Your objective:
Search the listing below for the word "core" and copy each line that holds it.

Excerpted data:
++++++++++++++++++++

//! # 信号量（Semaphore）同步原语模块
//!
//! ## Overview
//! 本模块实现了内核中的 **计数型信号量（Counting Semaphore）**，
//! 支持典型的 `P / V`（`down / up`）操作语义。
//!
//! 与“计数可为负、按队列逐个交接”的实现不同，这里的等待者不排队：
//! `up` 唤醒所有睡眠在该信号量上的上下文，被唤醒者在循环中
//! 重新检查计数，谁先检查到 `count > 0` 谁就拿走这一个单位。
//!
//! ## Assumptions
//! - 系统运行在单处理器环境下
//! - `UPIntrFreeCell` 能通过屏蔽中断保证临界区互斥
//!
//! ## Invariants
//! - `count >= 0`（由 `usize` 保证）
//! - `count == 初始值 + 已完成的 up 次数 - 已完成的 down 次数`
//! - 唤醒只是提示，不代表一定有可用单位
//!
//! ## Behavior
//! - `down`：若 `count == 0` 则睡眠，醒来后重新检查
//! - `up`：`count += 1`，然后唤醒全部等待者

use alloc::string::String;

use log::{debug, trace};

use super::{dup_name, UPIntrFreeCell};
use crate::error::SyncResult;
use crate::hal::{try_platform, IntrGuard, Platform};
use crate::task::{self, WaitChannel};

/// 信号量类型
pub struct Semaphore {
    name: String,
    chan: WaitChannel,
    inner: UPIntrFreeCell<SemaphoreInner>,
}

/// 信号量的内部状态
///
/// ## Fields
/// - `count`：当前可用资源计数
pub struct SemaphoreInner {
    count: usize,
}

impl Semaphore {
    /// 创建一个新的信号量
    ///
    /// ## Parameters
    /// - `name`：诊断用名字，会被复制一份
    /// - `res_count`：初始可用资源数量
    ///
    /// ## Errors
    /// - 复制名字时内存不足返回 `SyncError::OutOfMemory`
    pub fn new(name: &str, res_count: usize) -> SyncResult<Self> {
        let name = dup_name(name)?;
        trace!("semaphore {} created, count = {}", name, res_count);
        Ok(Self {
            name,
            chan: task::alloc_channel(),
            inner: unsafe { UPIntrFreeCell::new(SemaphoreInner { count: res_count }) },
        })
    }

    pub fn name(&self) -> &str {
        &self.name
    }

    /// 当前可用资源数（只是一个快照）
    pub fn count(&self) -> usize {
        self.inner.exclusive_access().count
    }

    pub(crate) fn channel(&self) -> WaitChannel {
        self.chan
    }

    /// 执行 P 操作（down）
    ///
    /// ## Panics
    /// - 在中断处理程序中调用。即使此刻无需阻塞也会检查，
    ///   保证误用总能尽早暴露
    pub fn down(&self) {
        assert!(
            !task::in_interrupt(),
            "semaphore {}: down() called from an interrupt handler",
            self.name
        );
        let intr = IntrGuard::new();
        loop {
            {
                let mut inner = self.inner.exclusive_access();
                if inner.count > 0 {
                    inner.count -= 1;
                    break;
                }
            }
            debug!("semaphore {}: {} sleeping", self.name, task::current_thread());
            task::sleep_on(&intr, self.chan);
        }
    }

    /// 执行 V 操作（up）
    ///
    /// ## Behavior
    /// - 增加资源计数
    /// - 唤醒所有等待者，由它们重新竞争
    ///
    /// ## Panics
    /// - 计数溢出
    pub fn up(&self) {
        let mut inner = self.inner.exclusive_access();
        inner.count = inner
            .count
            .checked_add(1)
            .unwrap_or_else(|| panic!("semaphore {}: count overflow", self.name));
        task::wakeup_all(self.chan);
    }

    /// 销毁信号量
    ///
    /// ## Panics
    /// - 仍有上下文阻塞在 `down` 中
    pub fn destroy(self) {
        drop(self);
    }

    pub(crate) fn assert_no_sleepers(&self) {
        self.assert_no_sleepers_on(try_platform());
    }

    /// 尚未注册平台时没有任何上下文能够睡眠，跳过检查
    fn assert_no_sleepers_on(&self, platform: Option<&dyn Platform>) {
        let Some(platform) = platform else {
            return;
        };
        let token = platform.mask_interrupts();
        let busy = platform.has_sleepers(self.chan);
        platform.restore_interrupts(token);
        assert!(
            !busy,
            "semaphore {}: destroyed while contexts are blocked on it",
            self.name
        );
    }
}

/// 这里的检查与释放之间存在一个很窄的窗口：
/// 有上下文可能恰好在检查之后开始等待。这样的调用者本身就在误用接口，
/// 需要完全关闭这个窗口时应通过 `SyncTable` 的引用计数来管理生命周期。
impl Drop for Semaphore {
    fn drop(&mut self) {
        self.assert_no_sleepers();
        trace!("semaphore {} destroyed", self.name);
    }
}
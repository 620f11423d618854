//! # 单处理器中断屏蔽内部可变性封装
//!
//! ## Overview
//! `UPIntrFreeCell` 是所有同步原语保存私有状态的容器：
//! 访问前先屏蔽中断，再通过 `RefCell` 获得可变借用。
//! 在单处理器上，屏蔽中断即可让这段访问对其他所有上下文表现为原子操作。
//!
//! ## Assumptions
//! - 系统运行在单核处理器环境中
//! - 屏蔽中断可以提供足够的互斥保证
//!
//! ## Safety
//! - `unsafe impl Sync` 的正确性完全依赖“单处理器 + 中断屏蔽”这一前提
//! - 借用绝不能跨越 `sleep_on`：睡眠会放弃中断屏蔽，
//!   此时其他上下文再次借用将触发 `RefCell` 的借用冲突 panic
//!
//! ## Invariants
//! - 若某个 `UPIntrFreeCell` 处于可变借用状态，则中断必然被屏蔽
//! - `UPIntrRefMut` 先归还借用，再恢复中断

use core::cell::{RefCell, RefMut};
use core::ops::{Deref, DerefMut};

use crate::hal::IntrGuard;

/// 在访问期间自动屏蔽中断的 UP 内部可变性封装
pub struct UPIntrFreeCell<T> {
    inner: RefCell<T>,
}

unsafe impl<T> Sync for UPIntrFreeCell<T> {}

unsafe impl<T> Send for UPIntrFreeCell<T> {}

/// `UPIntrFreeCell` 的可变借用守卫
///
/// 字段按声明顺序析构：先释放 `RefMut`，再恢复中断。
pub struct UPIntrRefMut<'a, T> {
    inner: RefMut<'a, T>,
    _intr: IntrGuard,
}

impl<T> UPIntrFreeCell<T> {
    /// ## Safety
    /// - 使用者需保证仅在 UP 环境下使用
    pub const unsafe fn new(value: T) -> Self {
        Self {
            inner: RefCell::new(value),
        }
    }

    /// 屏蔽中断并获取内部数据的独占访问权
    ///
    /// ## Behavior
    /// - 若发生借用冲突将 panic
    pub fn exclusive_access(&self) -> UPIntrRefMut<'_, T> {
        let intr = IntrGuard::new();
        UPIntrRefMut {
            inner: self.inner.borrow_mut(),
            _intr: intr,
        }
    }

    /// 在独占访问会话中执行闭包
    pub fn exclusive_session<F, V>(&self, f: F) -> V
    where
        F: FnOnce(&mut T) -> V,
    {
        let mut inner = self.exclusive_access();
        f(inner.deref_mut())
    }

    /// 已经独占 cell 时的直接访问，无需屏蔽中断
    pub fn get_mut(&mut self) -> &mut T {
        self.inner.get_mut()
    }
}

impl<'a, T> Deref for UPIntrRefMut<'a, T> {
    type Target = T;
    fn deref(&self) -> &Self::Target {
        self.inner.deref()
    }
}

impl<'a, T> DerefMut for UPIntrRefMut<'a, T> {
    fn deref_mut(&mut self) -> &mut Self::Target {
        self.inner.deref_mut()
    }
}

++++++++++++++++++++

Solution for this problem:
use core::cell::{RefCell, RefMut};
use core::ops::{Deref, DerefMut};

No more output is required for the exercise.